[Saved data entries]
.....
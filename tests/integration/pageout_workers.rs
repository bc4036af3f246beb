#![allow(missing_docs)]

use std::sync::atomic::{AtomicBool, AtomicU64, Ordering};
use std::sync::{Arc, Once};
use std::thread;
use std::time::{Duration, Instant};

use pageout::primitives::hal::GcHook;
use pageout::primitives::sim::{SimCompressor, SimPager, SimPmap};
use pageout::vm::{LaundryKind, ObjectKind, PageState, Placement, VmObject};
use pageout::{
    ObjectId, Pageout, PageoutConfig, PagerHandle, PressureLevel, ReclaimError, Result,
};
use tracing_subscriber::EnvFilter;

fn init_tracing() {
    static INIT: Once = Once::new();
    INIT.call_once(|| {
        let filter = EnvFilter::try_from_default_env()
            .unwrap_or_else(|_| EnvFilter::new("pageout=info"));
        let _ = tracing_subscriber::fmt()
            .with_env_filter(filter)
            .with_writer(std::io::stderr)
            .with_ansi(false)
            .try_init();
    });
}

fn started(cfg: PageoutConfig) -> Result<(Arc<Pageout>, Arc<SimCompressor>, Arc<SimPager>)> {
    init_tracing();
    let compressor = Arc::new(SimCompressor::new(cfg.page_size));
    let pager = Arc::new(SimPager::new());
    let po = Pageout::new(
        cfg.clone(),
        Arc::new(SimPmap::new(cfg.total_pages)),
        compressor.clone(),
        pager.clone(),
    )?;
    po.start()?;
    Ok((Arc::new(po), compressor, pager))
}

fn wait_until(what: &str, mut check: impl FnMut() -> bool) {
    let deadline = Instant::now() + Duration::from_secs(10);
    while !check() {
        if Instant::now() > deadline {
            panic!("timed out waiting for {what}");
        }
        thread::sleep(Duration::from_millis(5));
    }
}

#[test]
fn allocators_are_fed_by_the_compressor_pool() -> Result<()> {
    let cfg = PageoutConfig {
        compressor_threads: 2,
        ..PageoutConfig::small()
    };
    let (po, compressor, _pager) = started(cfg)?;
    let obj = VmObject::new(ObjectId(1), ObjectKind::Internal);
    // More allocations than physical pages: every one past the first few
    // hundred depends on reclamation.
    for offset in 0..600u64 {
        let idx = po.allocate(&obj, offset, Placement::Active)?;
        // The scan thread may already have taken it back.
        let _ = po.set_dirty(idx, true);
    }
    assert!(compressor.compressed_pages() > 0);
    assert!(po.stats().laundered > 0);
    po.shutdown();
    assert!(po.is_shut_down());
    po.check_invariants()
}

#[test]
fn write_backs_complete_through_the_cleaned_queue() -> Result<()> {
    let (po, _compressor, pager) = started(PageoutConfig::small())?;
    let stop = Arc::new(AtomicBool::new(false));
    let completer = {
        let po = Arc::clone(&po);
        let pager = Arc::clone(&pager);
        let stop = Arc::clone(&stop);
        thread::spawn(move || {
            while !stop.load(Ordering::Acquire) {
                for req in pager.take_requests() {
                    // The page may have been freed by its owner meanwhile.
                    let _ = po.write_back_complete(req.page, true);
                }
                thread::sleep(Duration::from_millis(1));
            }
        })
    };

    // Keep the arena under pressure until a cleaned page has been reclaimed.
    let file = VmObject::external(ObjectId(5), PagerHandle(2));
    let deadline = Instant::now() + Duration::from_secs(10);
    let mut offset = 0u64;
    while po.stats().freed_cleaned == 0 {
        assert!(Instant::now() < deadline, "no cleaned page was reclaimed");
        let idx = po.allocate(&file, offset, Placement::Active)?;
        let _ = po.set_dirty(idx, true);
        offset += 1;
    }
    assert!(po.stats().write_backs > 0);

    stop.store(true, Ordering::Release);
    completer.join().expect("completer thread");
    po.shutdown();
    po.check_invariants()
}

struct CountingHook {
    calls: AtomicU64,
    last_level: parking_lot::Mutex<Option<PressureLevel>>,
}

impl GcHook for CountingHook {
    fn collect(&self, level: PressureLevel) -> u64 {
        self.calls.fetch_add(1, Ordering::AcqRel);
        *self.last_level.lock() = Some(level);
        0
    }
}

#[test]
fn critical_pressure_wakes_gc_helper() -> Result<()> {
    let (po, _compressor, _pager) = started(PageoutConfig::small())?;
    let hook = Arc::new(CountingHook {
        calls: AtomicU64::new(0),
        last_level: parking_lot::Mutex::new(None),
    });
    let dyn_hook: Arc<dyn GcHook> = hook.clone();
    po.register_gc_hook(&dyn_hook);

    // Wired pages cannot be reclaimed, so the reserve stays breached.
    let obj = VmObject::kernel(ObjectId(1));
    let mut pages = Vec::new();
    for offset in 0..255u64 {
        let idx = po.allocate(&obj, offset, Placement::Active)?;
        po.wire(idx)?;
        pages.push(idx);
    }
    assert_eq!(po.pressure_level(), PressureLevel::Critical);
    wait_until("gc hook", || hook.calls.load(Ordering::Acquire) > 0);
    assert_eq!(*hook.last_level.lock(), Some(PressureLevel::Critical));

    for &idx in &pages[..64] {
        po.unwire(idx)?;
        po.free_page(idx)?;
    }
    let level = po.wait_for_pressure_change(PressureLevel::Critical, Duration::from_secs(5));
    assert_eq!(level, PressureLevel::Normal);

    drop(dyn_hook);
    drop(hook);
    assert_eq!(po.collect_garbage(), 0);
    po.shutdown();
    po.check_invariants()
}

#[test]
fn blocked_allocator_is_released_by_shutdown() -> Result<()> {
    let (po, _compressor, _pager) = started(PageoutConfig::small())?;
    let obj = VmObject::kernel(ObjectId(1));
    for offset in 0..256u64 {
        let idx = po.allocate(&obj, offset, Placement::Active)?;
        po.wire(idx)?;
    }
    let waiter = {
        let po = Arc::clone(&po);
        let obj = Arc::clone(&obj);
        thread::spawn(move || po.allocate(&obj, 10_000, Placement::Active))
    };
    wait_until("blocked allocator", || po.free_waiters() > 0);
    po.shutdown();
    let res = waiter.join().expect("waiter thread");
    assert!(matches!(res, Err(ReclaimError::ShuttingDown)));
    assert!(matches!(po.start(), Err(ReclaimError::ShuttingDown)));
    Ok(())
}

#[test]
fn stats_are_rolled_in_the_background() -> Result<()> {
    let (po, _compressor, _pager) = started(PageoutConfig::small())?;
    let obj = VmObject::new(ObjectId(1), ObjectKind::Internal);
    for offset in 0..300u64 {
        po.allocate(&obj, offset, Placement::Inactive)?;
    }
    wait_until("stats samples", || po.stats_samples().len() >= 2);
    let freed: u64 = po.stats_samples().iter().map(|s| s.counters.freed).sum();
    assert!(freed > 0);
    assert_eq!(po.laundry(LaundryKind::Compressor).in_flight, 0);
    po.shutdown();
    for idx in (0..po.config().total_pages).map(pageout::PageIdx) {
        let info = po.page_info(idx)?;
        assert!(info.state == PageState::Free || info.object == Some(obj.id()));
    }
    po.check_invariants()
}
.....
AIM OF THE TASK –
Restate the data above word for word.

OUTPUT FOR THIS EXERCISE –
filename tests/integration/pageout_workers.rs
repository bc4036af3f246beb
#![allow(missing_docs)]

use std::sync::atomic::{AtomicBool, AtomicU64, Ordering};
use std::sync::{Arc, Once};
use std::thread;
use std::time::{Duration, Instant};

use pageout::primitives::hal::GcHook;
use pageout::primitives::sim::{SimCompressor, SimPager, SimPmap};
use pageout::vm::{LaundryKind, ObjectKind, PageState, Placement, VmObject};
use pageout::{
    ObjectId, Pageout, PageoutConfig, PagerHandle, PressureLevel, ReclaimError, Result,
};
use tracing_subscriber::EnvFilter;

fn init_tracing() {
    static INIT: Once = Once::new();
    INIT.call_once(|| {
        let filter = EnvFilter::try_from_default_env()
            .unwrap_or_else(|_| EnvFilter::new("pageout=info"));
        let _ = tracing_subscriber::fmt()
            .with_env_filter(filter)
            .with_writer(std::io::stderr)
            .with_ansi(false)
            .try_init();
    });
}

fn started(cfg: PageoutConfig) -> Result<(Arc<Pageout>, Arc<SimCompressor>, Arc<SimPager>)> {
    init_tracing();
    let compressor = Arc::new(SimCompressor::new(cfg.page_size));
    let pager = Arc::new(SimPager::new());
    let po = Pageout::new(
        cfg.clone(),
        Arc::new(SimPmap::new(cfg.total_pages)),
        compressor.clone(),
        pager.clone(),
    )?;
    po.start()?;
    Ok((Arc::new(po), compressor, pager))
}

fn wait_until(what: &str, mut check: impl FnMut() -> bool) {
    let deadline = Instant::now() + Duration::from_secs(10);
    while !check() {
        if Instant::now() > deadline {
            panic!("timed out waiting for {what}");
        }
        thread::sleep(Duration::from_millis(5));
    }
}

#[test]
fn allocators_are_fed_by_the_compressor_pool() -> Result<()> {
    let cfg = PageoutConfig {
        compressor_threads: 2,
        ..PageoutConfig::small()
    };
    let (po, compressor, _pager) = started(cfg)?;
    let obj = VmObject::new(ObjectId(1), ObjectKind::Internal);
    // More allocations than physical pages: every one past the first few
    // hundred depends on reclamation.
    for offset in 0..600u64 {
        let idx = po.allocate(&obj, offset, Placement::Active)?;
        // The scan thread may already have taken it back.
        let _ = po.set_dirty(idx, true);
    }
    assert!(compressor.compressed_pages() > 0);
    assert!(po.stats().laundered > 0);
    po.shutdown();
    assert!(po.is_shut_down());
    po.check_invariants()
}

#[test]
fn write_backs_complete_through_the_cleaned_queue() -> Result<()> {
    let (po, _compressor, pager) = started(PageoutConfig::small())?;
    let stop = Arc::new(AtomicBool::new(false));
    let completer = {
        let po = Arc::clone(&po);
        let pager = Arc::clone(&pager);
        let stop = Arc::clone(&stop);
        thread::spawn(move || {
            while !stop.load(Ordering::Acquire) {
                for req in pager.take_requests() {
                    // The page may have been freed by its owner meanwhile.
                    let _ = po.write_back_complete(req.page, true);
                }
                thread::sleep(Duration::from_millis(1));
            }
        })
    };

    // Keep the arena under pressure until a cleaned page has been reclaimed.
    let file = VmObject::external(ObjectId(5), PagerHandle(2));
    let deadline = Instant::now() + Duration::from_secs(10);
    let mut offset = 0u64;
    while po.stats().freed_cleaned == 0 {
        assert!(Instant::now() < deadline, "no cleaned page was reclaimed");
        let idx = po.allocate(&file, offset, Placement::Active)?;
        let _ = po.set_dirty(idx, true);
        offset += 1;
    }
    assert!(po.stats().write_backs > 0);

    stop.store(true, Ordering::Release);
    completer.join().expect("completer thread");
    po.shutdown();
    po.check_invariants()
}

struct CountingHook {
    calls: AtomicU64,
    last_level: parking_lot::Mutex<Option<PressureLevel>>,
}

impl GcHook for CountingHook {
    fn collect(&self, level: PressureLevel) -> u64 {
        self.calls.fetch_add(1, Ordering::AcqRel);
        *self.last_level.lock() = Some(level);
        0
    }
}

#[test]
fn critical_pressure_wakes_gc_helper() -> Result<()> {
    let (po, _compressor, _pager) = started(PageoutConfig::small())?;
    let hook = Arc::new(CountingHook {
        calls: AtomicU64::new(0),
        last_level: parking_lot::Mutex::new(None),
    });
    let dyn_hook: Arc<dyn GcHook> = hook.clone();
    po.register_gc_hook(&dyn_hook);

    // Wired pages cannot be reclaimed, so the reserve stays breached.
    let obj = VmObject::kernel(ObjectId(1));
    let mut pages = Vec::new();
    for offset in 0..255u64 {
        let idx = po.allocate(&obj, offset, Placement::Active)?;
        po.wire(idx)?;
        pages.push(idx);
    }
    assert_eq!(po.pressure_level(), PressureLevel::Critical);
    wait_until("gc hook", || hook.calls.load(Ordering::Acquire) > 0);
    assert_eq!(*hook.last_level.lock(), Some(PressureLevel::Critical));

    for &idx in &pages[..64] {
        po.unwire(idx)?;
        po.free_page(idx)?;
    }
    let level = po.wait_for_pressure_change(PressureLevel::Critical, Duration::from_secs(5));
    assert_eq!(level, PressureLevel::Normal);

    drop(dyn_hook);
    drop(hook);
    assert_eq!(po.collect_garbage(), 0);
    po.shutdown();
    po.check_invariants()
}

#[test]
fn blocked_allocator_is_released_by_shutdown() -> Result<()> {
    let (po, _compressor, _pager) = started(PageoutConfig::small())?;
    let obj = VmObject::kernel(ObjectId(1));
    for offset in 0..256u64 {
        let idx = po.allocate(&obj, offset, Placement::Active)?;
        po.wire(idx)?;
    }
    let waiter = {
        let po = Arc::clone(&po);
        let obj = Arc::clone(&obj);
        thread::spawn(move || po.allocate(&obj, 10_000, Placement::Active))
    };
    wait_until("blocked allocator", || po.free_waiters() > 0);
    po.shutdown();
    let res = waiter.join().expect("waiter thread");
    assert!(matches!(res, Err(ReclaimError::ShuttingDown)));
    assert!(matches!(po.start(), Err(ReclaimError::ShuttingDown)));
    Ok(())
}

#[test]
fn stats_are_rolled_in_the_background() -> Result<()> {
    let (po, _compressor, _pager) = started(PageoutConfig::small())?;
    let obj = VmObject::new(ObjectId(1), ObjectKind::Internal);
    for offset in 0..300u64 {
        po.allocate(&obj, offset, Placement::Inactive)?;
    }
    wait_until("stats samples", || po.stats_samples().len() >= 2);
    let freed: u64 = po.stats_samples().iter().map(|s| s.counters.freed).sum();
    assert!(freed > 0);
    assert_eq!(po.laundry(LaundryKind::Compressor).in_flight, 0);
    po.shutdown();
    for idx in (0..po.config().total_pages).map(pageout::PageIdx) {
        let info = po.page_info(idx)?;
        assert!(info.state == PageState::Free || info.object == Some(obj.id()));
    }
    po.check_invariants()
}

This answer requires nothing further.